Note also that the relation between RT and set-size in the random condition (equation 3) is not linear. Therefore, a single slope is not a meaningful representation of the underlying process. This is consistent with the experimental curves for the random condition (Fig. 1; Fig. 2 of ref. 1). Other predictions of the model presented here have also recently been confirmed experimentally (Scheier, Khurana and Shimojo, personal communication).
So far, we have only presented the data used by Horowitz and Wolfe to arrive at their conclusion, which includes only correct target-present trials.
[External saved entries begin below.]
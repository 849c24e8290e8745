//! Real Denver-metro locations for realistic test fixtures.
//!
//! Coordinates approximate well-known sites across Denver, Aurora,
//! Lakewood, and the south suburbs; spread out enough that travel time
//! matters to the plan.

/// A named location with coordinates.
#[derive(Debug, Clone)]
pub struct Location {
    pub name: &'static str,
    pub lat: f64,
    pub lng: f64,
}

impl Location {
    pub const fn new(name: &'static str, lat: f64, lng: f64) -> Self {
        Self { name, lat, lng }
    }

    pub fn coords(&self) -> (f64, f64) {
        (self.lat, self.lng)
    }
}

// ============================================================================
// Central Denver (good depot / start locations)
// ============================================================================

pub const CENTRAL: &[Location] = &[
    Location::new("Union Station", 39.7529, -105.0000),
    Location::new("Capitol Hill", 39.7312, -104.9826),
    Location::new("Denver Tech Center", 39.6478, -104.8949),
    Location::new("City Park", 39.7470, -104.9503),
    Location::new("Cherry Creek Mall", 39.7175, -104.9535),
];

// ============================================================================
// Aurora / East Metro
// ============================================================================

pub const EAST: &[Location] = &[
    Location::new("Aurora Town Center", 39.7090, -104.8253),
    Location::new("Anschutz Medical Campus", 39.7450, -104.8389),
    Location::new("Stanley Marketplace", 39.7547, -104.8655),
    Location::new("Buckley Area", 39.7017, -104.7518),
    Location::new("Southlands", 39.5954, -104.7130),
];

// ============================================================================
// Lakewood / West Metro
// ============================================================================

pub const WEST: &[Location] = &[
    Location::new("Belmar", 39.7085, -105.0772),
    Location::new("Colorado Mills", 39.7324, -105.1598),
    Location::new("Green Mountain", 39.6986, -105.1383),
    Location::new("Edgewater", 39.7531, -105.0652),
    Location::new("Federal Center", 39.7131, -105.1167),
];

// ============================================================================
// South Suburbs
// ============================================================================

pub const SOUTH: &[Location] = &[
    Location::new("Littleton Downtown", 39.6133, -105.0166),
    Location::new("Highlands Ranch Town Center", 39.5542, -104.9689),
    Location::new("Park Meadows", 39.5635, -104.8745),
    Location::new("Englewood CityCenter", 39.6537, -104.9991),
    Location::new("Centennial Airport Area", 39.5701, -104.8493),
];

// ============================================================================
// North Metro
// ============================================================================

pub const NORTH: &[Location] = &[
    Location::new("Westminster Promenade", 39.8822, -105.0637),
    Location::new("Northglenn Marketplace", 39.9025, -104.9811),
    Location::new("Thornton Town Center", 39.8680, -104.9719),
    Location::new("Commerce City", 39.8083, -104.9339),
];

/// Returns all locations as a single list.
pub fn all_locations() -> Vec<Location> {
    let mut all = Vec::with_capacity(24);
    all.extend_from_slice(CENTRAL);
    all.extend_from_slice(EAST);
    all.extend_from_slice(WEST);
    all.extend_from_slice(SOUTH);
    all.extend_from_slice(NORTH);
    all
}

/// Locations spread across the metro area (good for multi-route tests).
pub fn geographically_diverse_locations() -> Vec<Location> {
    vec![
        Location::new("Union Station", 39.7529, -105.0000),
        Location::new("Denver Tech Center", 39.6478, -104.8949),
        Location::new("Aurora Town Center", 39.7090, -104.8253),
        Location::new("Southlands", 39.5954, -104.7130),
        Location::new("Belmar", 39.7085, -105.0772),
        Location::new("Colorado Mills", 39.7324, -105.1598),
        Location::new("Littleton Downtown", 39.6133, -105.0166),
        Location::new("Highlands Ranch Town Center", 39.5542, -104.9689),
        Location::new("Westminster Promenade", 39.8822, -105.0637),
        Location::new("Thornton Town Center", 39.8680, -104.9719),
        Location::new("Stanley Marketplace", 39.7547, -104.8655),
        Location::new("Park Meadows", 39.5635, -104.8745),
    ]
}

#[cfg(test)]
mod tests {
    use super::*;

    #[test]
    fn test_coordinates_in_denver_area() {
        for loc in all_locations() {
            assert!(loc.lat > 39.4 && loc.lat < 40.0, "{} lat out of range: {}", loc.name, loc.lat);
            assert!(loc.lng > -105.3 && loc.lng < -104.6, "{} lng out of range: {}", loc.name, loc.lng);
        }
    }
}
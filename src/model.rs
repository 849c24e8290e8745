//! Data model for one day of field-service dispatch.
//!
//! Times within the planner are seconds from midnight (`i32`); job durations
//! are minutes. Locations are (lat, lng) in degrees.

use serde::{Deserialize, Serialize};

/// Geographic coordinate in degrees.
#[derive(Debug, Clone, Copy, PartialEq, Serialize, Deserialize)]
pub struct LatLng {
    pub lat: f64,
    pub lng: f64,
}

impl LatLng {
    pub fn new(lat: f64, lng: f64) -> Self {
        Self { lat, lng }
    }

    /// Microdegree key for hashing/deduplication (6 decimal places,
    /// sub-meter resolution).
    pub(crate) fn micro(self) -> (i64, i64) {
        (
            (self.lat * 1_000_000.0).round() as i64,
            (self.lng * 1_000_000.0).round() as i64,
        )
    }

    pub fn is_valid(self) -> bool {
        self.lat.is_finite()
            && self.lng.is_finite()
            && self.lat.abs() <= 90.0
            && self.lng.abs() <= 180.0
    }
}

#[derive(Debug, Clone, PartialEq, Eq, PartialOrd, Ord, Hash, Serialize, Deserialize)]
pub struct JobId(pub String);

impl JobId {
    pub fn new(id: impl Into<String>) -> Self {
        Self(id.into())
    }
}

impl std::fmt::Display for JobId {
    fn fmt(&self, f: &mut std::fmt::Formatter<'_>) -> std::fmt::Result {
        f.write_str(&self.0)
    }
}

#[derive(Debug, Clone, PartialEq, Eq, PartialOrd, Ord, Hash, Serialize, Deserialize)]
pub struct TechnicianId(pub String);

impl TechnicianId {
    pub fn new(id: impl Into<String>) -> Self {
        Self(id.into())
    }
}

impl std::fmt::Display for TechnicianId {
    fn fmt(&self, f: &mut std::fmt::Formatter<'_>) -> std::fmt::Result {
        f.write_str(&self.0)
    }
}

/// Inclusive time interval, seconds from midnight.
#[derive(Debug, Clone, Copy, PartialEq, Eq, Serialize, Deserialize)]
pub struct TimeWindow {
    pub earliest_start: i32,
    pub latest_end: i32,
}

impl TimeWindow {
    pub fn new(earliest_start: i32, latest_end: i32) -> Self {
        Self {
            earliest_start,
            latest_end,
        }
    }

    pub fn duration_secs(&self) -> i32 {
        (self.latest_end - self.earliest_start).max(0)
    }

    pub fn is_valid(&self) -> bool {
        self.earliest_start <= self.latest_end
    }
}

/// An unscheduled job to be placed into the day.
#[derive(Debug, Clone, Serialize, Deserialize)]
pub struct Job {
    pub id: JobId,
    pub location: LatLng,
    /// Skill tags a technician must cover to take this job.
    pub required_skills: Vec<String>,
    /// Ordinal priority; higher is more urgent.
    pub priority: u8,
    pub duration_minutes: i32,
    /// Optional completion window: the job must start no earlier than
    /// `earliest_start` and end no later than `latest_end`.
    pub window: Option<TimeWindow>,
}

impl Job {
    pub fn duration_secs(&self) -> i32 {
        self.duration_minutes * 60
    }

    /// Due date used for tie-breaking; unconstrained jobs sort last.
    pub(crate) fn due(&self) -> i32 {
        self.window.map(|w| w.latest_end).unwrap_or(i32::MAX)
    }
}

/// A busy interval already committed on a technician's day.
#[derive(Debug, Clone, Copy, Serialize, Deserialize)]
pub struct CommittedSlot {
    pub start: i32,
    pub end: i32,
    pub location: LatLng,
}

/// A technician snapshot for one day.
#[derive(Debug, Clone, Serialize, Deserialize)]
pub struct Technician {
    pub id: TechnicianId,
    pub name: String,
    pub start_location: LatLng,
    pub skills: Vec<String>,
    pub working_hours: TimeWindow,
    /// Committed slots, time-ordered and non-overlapping.
    pub committed: Vec<CommittedSlot>,
}

impl Technician {
    /// Whether this technician covers every skill the job requires.
    pub fn can_do(&self, job: &Job) -> bool {
        job.required_skills
            .iter()
            .all(|skill| self.skills.contains(skill))
    }

    /// Fraction of the job's required skills this technician covers.
    /// 1.0 when nothing is required.
    pub fn skill_match_score(&self, job: &Job) -> f64 {
        if job.required_skills.is_empty() {
            return 1.0;
        }
        let covered = job
            .required_skills
            .iter()
            .filter(|skill| self.skills.contains(*skill))
            .count();
        covered as f64 / job.required_skills.len() as f64
    }

    /// Free gaps between working-hours boundaries and committed slots.
    pub fn gaps(&self) -> Vec<Gap> {
        free_gaps(
            self.working_hours,
            self.start_location,
            self.committed.iter().map(|c| (c.start, c.end, c.location)),
        )
    }
}

/// A free interval in a technician's day.
///
/// Departure toward an inserted job happens from `depart_from` no earlier
/// than `start`. Anything inserted must clear the gap (plus travel to
/// `next_location`, when present) by `end`.
#[derive(Debug, Clone, Copy, PartialEq)]
pub struct Gap {
    pub start: i32,
    pub end: i32,
    pub depart_from: LatLng,
    pub next_location: Option<LatLng>,
}

/// Derives free gaps from a working window and time-ordered busy intervals.
pub fn free_gaps(
    window: TimeWindow,
    start_location: LatLng,
    busy: impl Iterator<Item = (i32, i32, LatLng)>,
) -> Vec<Gap> {
    let mut gaps = Vec::new();
    let mut cursor = window.earliest_start;
    let mut from = start_location;

    for (start, end, location) in busy {
        if start > cursor {
            gaps.push(Gap {
                start: cursor,
                end: start,
                depart_from: from,
                next_location: Some(location),
            });
        }
        cursor = cursor.max(end);
        from = location;
    }

    if window.latest_end > cursor {
        gaps.push(Gap {
            start: cursor,
            end: window.latest_end,
            depart_from: from,
            next_location: None,
        });
    }

    gaps
}

/// Assignment of one job to one technician at a concrete time.
#[derive(Debug, Clone, Serialize, Deserialize)]
pub struct Slot {
    pub technician_id: TechnicianId,
    pub technician_name: String,
    pub job_id: JobId,
    pub start: i32,
    pub end: i32,
    /// Travel consumed arriving at this job from the previous location
    /// (prior slot, or the technician's start location).
    pub travel_minutes: i32,
    pub skill_match_score: f64,
}

/// Classification of an input job after a run.
#[derive(Debug, Clone, Copy, PartialEq, Eq, Serialize, Deserialize)]
#[serde(rename_all = "snake_case")]
pub enum JobStatus {
    Unscheduled,
    Assigned,
    Unassignable,
}

/// A complete day's assignment plus the jobs that could not be placed.
///
/// Every input job appears exactly once: either in a slot or in
/// `unassignable`.
#[derive(Debug, Clone, Serialize, Deserialize)]
pub struct Schedule {
    /// Slots ordered by start time, then technician, then job.
    pub slots: Vec<Slot>,
    pub unassignable: Vec<JobId>,
    /// True when the run hit its wall-clock budget and stopped early.
    pub partial: bool,
    /// True when any committed travel estimate came from the straight-line
    /// fallback, or an estimator lookup failed during the search.
    pub degraded: bool,
}

impl Schedule {
    pub fn status_of(&self, job_id: &JobId) -> JobStatus {
        if self.slots.iter().any(|s| &s.job_id == job_id) {
            JobStatus::Assigned
        } else if self.unassignable.contains(job_id) {
            JobStatus::Unassignable
        } else {
            JobStatus::Unscheduled
        }
    }

    pub fn slots_for(&self, technician_id: &TechnicianId) -> Vec<&Slot> {
        self.slots
            .iter()
            .filter(|s| &s.technician_id == technician_id)
            .collect()
    }
}
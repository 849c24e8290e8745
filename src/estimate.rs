//! Estimator combinators: fallback and request-scoped caching.

use std::collections::HashMap;
use std::sync::Mutex;

use tracing::warn;

use crate::error::EstimateError;
use crate::haversine::HaversineEstimator;
use crate::model::LatLng;
use crate::traits::{TravelEstimate, TravelTimeEstimator};

/// Degrades to a straight-line estimate when the primary backend fails.
///
/// The fallback result keeps its [`StraightLine`](crate::traits::Confidence)
/// confidence, so callers can tell a degraded schedule from a fully-routed
/// one.
#[derive(Debug, Clone)]
pub struct FallbackEstimator<P> {
    primary: P,
    fallback: HaversineEstimator,
}

impl<P> FallbackEstimator<P> {
    pub fn new(primary: P) -> Self {
        Self {
            primary,
            fallback: HaversineEstimator::default(),
        }
    }

    pub fn with_fallback(primary: P, fallback: HaversineEstimator) -> Self {
        Self { primary, fallback }
    }
}

impl<P: TravelTimeEstimator> TravelTimeEstimator for FallbackEstimator<P> {
    fn estimate(&self, origin: LatLng, destination: LatLng) -> Result<TravelEstimate, EstimateError> {
        match self.primary.estimate(origin, destination) {
            Ok(estimate) => Ok(estimate),
            Err(err) => {
                warn!(error = %err, "primary estimator failed, using straight-line fallback");
                self.fallback.estimate(origin, destination)
            }
        }
    }
}

type PairKey = ((i64, i64), (i64, i64));

/// Request-scoped memoizing wrapper.
///
/// The optimizer asks for the same origin/destination pairs many times
/// while scoring candidate insertions; caching bounds external-call volume
/// and pins each pair to one value for the whole run. Build one per
/// optimization request, not one per process, so estimates never go stale
/// across days. Errors are cached too, keeping a flaky backend from
/// answering differently mid-run.
#[derive(Debug)]
pub struct CachedEstimator<E> {
    inner: E,
    cache: Mutex<HashMap<PairKey, Result<TravelEstimate, String>>>,
}

impl<E> CachedEstimator<E> {
    pub fn new(inner: E) -> Self {
        Self {
            inner,
            cache: Mutex::new(HashMap::new()),
        }
    }

    pub fn len(&self) -> usize {
        self.cache.lock().map(|c| c.len()).unwrap_or(0)
    }

    pub fn is_empty(&self) -> bool {
        self.len() == 0
    }
}

impl<E: TravelTimeEstimator> TravelTimeEstimator for CachedEstimator<E> {
    fn estimate(&self, origin: LatLng, destination: LatLng) -> Result<TravelEstimate, EstimateError> {
        let key = (origin.micro(), destination.micro());

        if let Ok(cache) = self.cache.lock() {
            if let Some(cached) = cache.get(&key) {
                return cached
                    .clone()
                    .map_err(EstimateError::Unavailable);
            }
        }

        let result = self.inner.estimate(origin, destination);
        if let Ok(mut cache) = self.cache.lock() {
            let entry = match &result {
                Ok(estimate) => Ok(*estimate),
                Err(err) => Err(err.to_string()),
            };
            cache.insert(key, entry);
        }
        result
    }
}
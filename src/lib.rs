//! dispatch-planner core
//!
//! One-day field-service schedule optimization: jobs and technicians in,
//! a slot assignment plus unassignable list and metrics out.

pub mod directions;
pub mod error;
pub mod estimate;
pub mod evaluator;
pub mod haversine;
pub mod model;
pub mod optimizer;
pub mod traits;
The rest of their data1 also fail to support the memoryless search hypothesis. The RT x set-size slope for target-absent trials is double the one for target-present trials in the static condition, consistent with search having memory 3. The termination of a target-absent search, and thus RT, is not well-defined in the memoryless scenario. However, we know empirically that in the random condition, a forced memoryless case, RT vs. set-size slopes in target-absent trials are statistically indistinguishable from those in target-present trials1. This is clearly not what is happening in the static case, suggesting search under static conditions is not memoryless. In addition, the difference in RT x set-size slopes between static (50±4 ms/item in experiment 1) and random (24±7 ms/item) conditions in target-absent trials cannot be explained under the memoryless hypothesis; memoryless search would do equally well in static and random conditions. This difference, as well as the differences in absolute RTs and error rates between static and random conditions, suggests that subjects may be using different strategies for random and static trials, even when subjects do not spot the target. This suggests that the random condition may be a poor model to understand the workings of visual search under more natural conditions.
Alex Bäcker
Division of Biology, California Institute of Technology, MC 139-74, Pasadena, CA 91125, USA.
email: alex@caltech.edu
1. Horowitz, T. S. and Wolfe, J. M. Nature 394, 575-577 (1998).
2. Scheier, C., Khurana, B., Itti, L., Koch, C. & Shimojo, S. Vis. Res. Conf. (1999).
3. Treisman, A. & Gelade, G. Cogn. Psychol. 12, 97-136 (1980).
Figure 1 - Bäcker, A.
Figure 1 (postscript file) Predictions of the model for the memory-driven scenario account for experimental reaction times. Mean correct target-present reaction times (RTs) plotted against set size for the random (circles) and static (squares) conditions from experiment 1 in ref. 1 (open symbols, black dashed lines) and prediction (filled symbols, solid red lines) derived from the model assuming that visual search has memory.